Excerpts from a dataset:
──────
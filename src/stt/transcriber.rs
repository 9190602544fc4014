use crate::error::{Result, StreamscribeError};
use std::str::FromStr;
use std::sync::Arc;

/// Performance mode for the transcription engine.
///
/// Selects an internal trade-off only (e.g. reuse of prior computation);
/// it never changes the shape of the input window or the result.
#[derive(Debug, Clone, Copy, PartialEq, Eq, Default)]
pub enum Mode {
    /// No cross-call reuse; slower but maximally consistent decoding.
    Standard,
    /// Internal caching enabled for lower latency.
    #[default]
    Optimized,
}

impl Mode {
    /// Parse a mode token permissively.
    ///
    /// Only `optimized` selects the optimized mode; any other token means
    /// standard. Endpoints accept arbitrary tokens, so this never fails.
    pub fn from_token(token: &str) -> Self {
        if token == "optimized" {
            Mode::Optimized
        } else {
            Mode::Standard
        }
    }
}

impl FromStr for Mode {
    type Err = std::convert::Infallible;

    fn from_str(s: &str) -> std::result::Result<Self, Self::Err> {
        Ok(Mode::from_token(s))
    }
}

impl std::fmt::Display for Mode {
    fn fmt(&self, f: &mut std::fmt::Formatter<'_>) -> std::fmt::Result {
        match self {
            Mode::Standard => write!(f, "standard"),
            Mode::Optimized => write!(f, "optimized"),
        }
    }
}

/// Trait for speech-to-text transcription.
///
/// This is the inference boundary: given a fixed-length window of audio,
/// produce a transcript. Calls may take unbounded and variable time, so they
/// must always be dispatched off the async scheduling path.
///
/// Implementations must tolerate concurrent invocation from multiple
/// sessions — each call is logically independent given its input window.
pub trait Transcriber: Send + Sync {
    /// Transcribe a window of audio to text.
    ///
    /// # Arguments
    /// * `window` - Audio samples as f32 at 16kHz mono
    /// * `mode` - Engine performance mode
    fn transcribe(&self, window: &[f32], mode: Mode) -> Result<String>;

    /// Get the name of the loaded model
    fn model_name(&self) -> &str;

    /// Check if the transcriber is ready
    fn is_ready(&self) -> bool;
}

/// Implement Transcriber for Arc<T> so one engine is shared across sessions.
impl<T: Transcriber + ?Sized> Transcriber for Arc<T> {
    fn transcribe(&self, window: &[f32], mode: Mode) -> Result<String> {
        (**self).transcribe(window, mode)
    }

    fn model_name(&self) -> &str {
        (**self).model_name()
    }

    fn is_ready(&self) -> bool {
        (**self).is_ready()
    }
}

/// Mock transcriber for testing
#[derive(Debug, Clone)]
pub struct MockTranscriber {
    model_name: String,
    response: String,
    should_fail: bool,
    delay: Option<std::time::Duration>,
}

impl MockTranscriber {
    /// Create a new mock transcriber with default settings
    pub fn new(model_name: &str) -> Self {
        Self {
            model_name: model_name.to_string(),
            response: "mock transcription".to_string(),
            should_fail: false,
            delay: None,
        }
    }

    /// Configure the mock to return a specific response
    pub fn with_response(mut self, response: &str) -> Self {
        self.response = response.to_string();
        self
    }

    /// Configure the mock to fail on transcribe
    pub fn with_failure(mut self) -> Self {
        self.should_fail = true;
        self
    }

    /// Configure the mock to sleep before answering, simulating slow inference
    pub fn with_delay(mut self, delay: std::time::Duration) -> Self {
        self.delay = Some(delay);
        self
    }
}

impl Transcriber for MockTranscriber {
    fn transcribe(&self, _window: &[f32], _mode: Mode) -> Result<String> {
        if let Some(delay) = self.delay {
            std::thread::sleep(delay);
        }
        if self.should_fail {
            Err(StreamscribeError::Transcription {
                message: "mock transcription failure".to_string(),
            })
        } else {
            Ok(self.response.clone())
        }
    }

    fn model_name(&self) -> &str {
        &self.model_name
    }

    fn is_ready(&self) -> bool {
        !self.should_fail
    }
}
──────
Assignment: Retype each of the preceding records exactly as printed.

Final answer:
filename src/stt/transcriber.rs
repository 9190602544fc4014
use crate::error::{Result, StreamscribeError};
use std::str::FromStr;
use std::sync::Arc;

/// Performance mode for the transcription engine.
///
/// Selects an internal trade-off only (e.g. reuse of prior computation);
/// it never changes the shape of the input window or the result.
#[derive(Debug, Clone, Copy, PartialEq, Eq, Default)]
pub enum Mode {
    /// No cross-call reuse; slower but maximally consistent decoding.
    Standard,
    /// Internal caching enabled for lower latency.
    #[default]
    Optimized,
}

impl Mode {
    /// Parse a mode token permissively.
    ///
    /// Only `optimized` selects the optimized mode; any other token means
    /// standard. Endpoints accept arbitrary tokens, so this never fails.
    pub fn from_token(token: &str) -> Self {
        if token == "optimized" {
            Mode::Optimized
        } else {
            Mode::Standard
        }
    }
}

impl FromStr for Mode {
    type Err = std::convert::Infallible;

    fn from_str(s: &str) -> std::result::Result<Self, Self::Err> {
        Ok(Mode::from_token(s))
    }
}

impl std::fmt::Display for Mode {
    fn fmt(&self, f: &mut std::fmt::Formatter<'_>) -> std::fmt::Result {
        match self {
            Mode::Standard => write!(f, "standard"),
            Mode::Optimized => write!(f, "optimized"),
        }
    }
}

/// Trait for speech-to-text transcription.
///
/// This is the inference boundary: given a fixed-length window of audio,
/// produce a transcript. Calls may take unbounded and variable time, so they
/// must always be dispatched off the async scheduling path.
///
/// Implementations must tolerate concurrent invocation from multiple
/// sessions — each call is logically independent given its input window.
pub trait Transcriber: Send + Sync {
    /// Transcribe a window of audio to text.
    ///
    /// # Arguments
    /// * `window` - Audio samples as f32 at 16kHz mono
    /// * `mode` - Engine performance mode
    fn transcribe(&self, window: &[f32], mode: Mode) -> Result<String>;

    /// Get the name of the loaded model
    fn model_name(&self) -> &str;

    /// Check if the transcriber is ready
    fn is_ready(&self) -> bool;
}

/// Implement Transcriber for Arc<T> so one engine is shared across sessions.
impl<T: Transcriber + ?Sized> Transcriber for Arc<T> {
    fn transcribe(&self, window: &[f32], mode: Mode) -> Result<String> {
        (**self).transcribe(window, mode)
    }

    fn model_name(&self) -> &str {
        (**self).model_name()
    }

    fn is_ready(&self) -> bool {
        (**self).is_ready()
    }
}

/// Mock transcriber for testing
#[derive(Debug, Clone)]
pub struct MockTranscriber {
    model_name: String,
    response: String,
    should_fail: bool,
    delay: Option<std::time::Duration>,
}

impl MockTranscriber {
    /// Create a new mock transcriber with default settings
    pub fn new(model_name: &str) -> Self {
        Self {
            model_name: model_name.to_string(),
            response: "mock transcription".to_string(),
            should_fail: false,
            delay: None,
        }
    }

    /// Configure the mock to return a specific response
    pub fn with_response(mut self, response: &str) -> Self {
        self.response = response.to_string();
        self
    }

    /// Configure the mock to fail on transcribe
    pub fn with_failure(mut self) -> Self {
        self.should_fail = true;
        self
    }

    /// Configure the mock to sleep before answering, simulating slow inference
    pub fn with_delay(mut self, delay: std::time::Duration) -> Self {
        self.delay = Some(delay);
        self
    }
}

impl Transcriber for MockTranscriber {
    fn transcribe(&self, _window: &[f32], _mode: Mode) -> Result<String> {
        if let Some(delay) = self.delay {
            std::thread::sleep(delay);
        }
        if self.should_fail {
            Err(StreamscribeError::Transcription {
                message: "mock transcription failure".to_string(),
            })
        } else {
            Ok(self.response.clone())
        }
    }

    fn model_name(&self) -> &str {
        &self.model_name
    }

    fn is_ready(&self) -> bool {
        !self.should_fail
    }
}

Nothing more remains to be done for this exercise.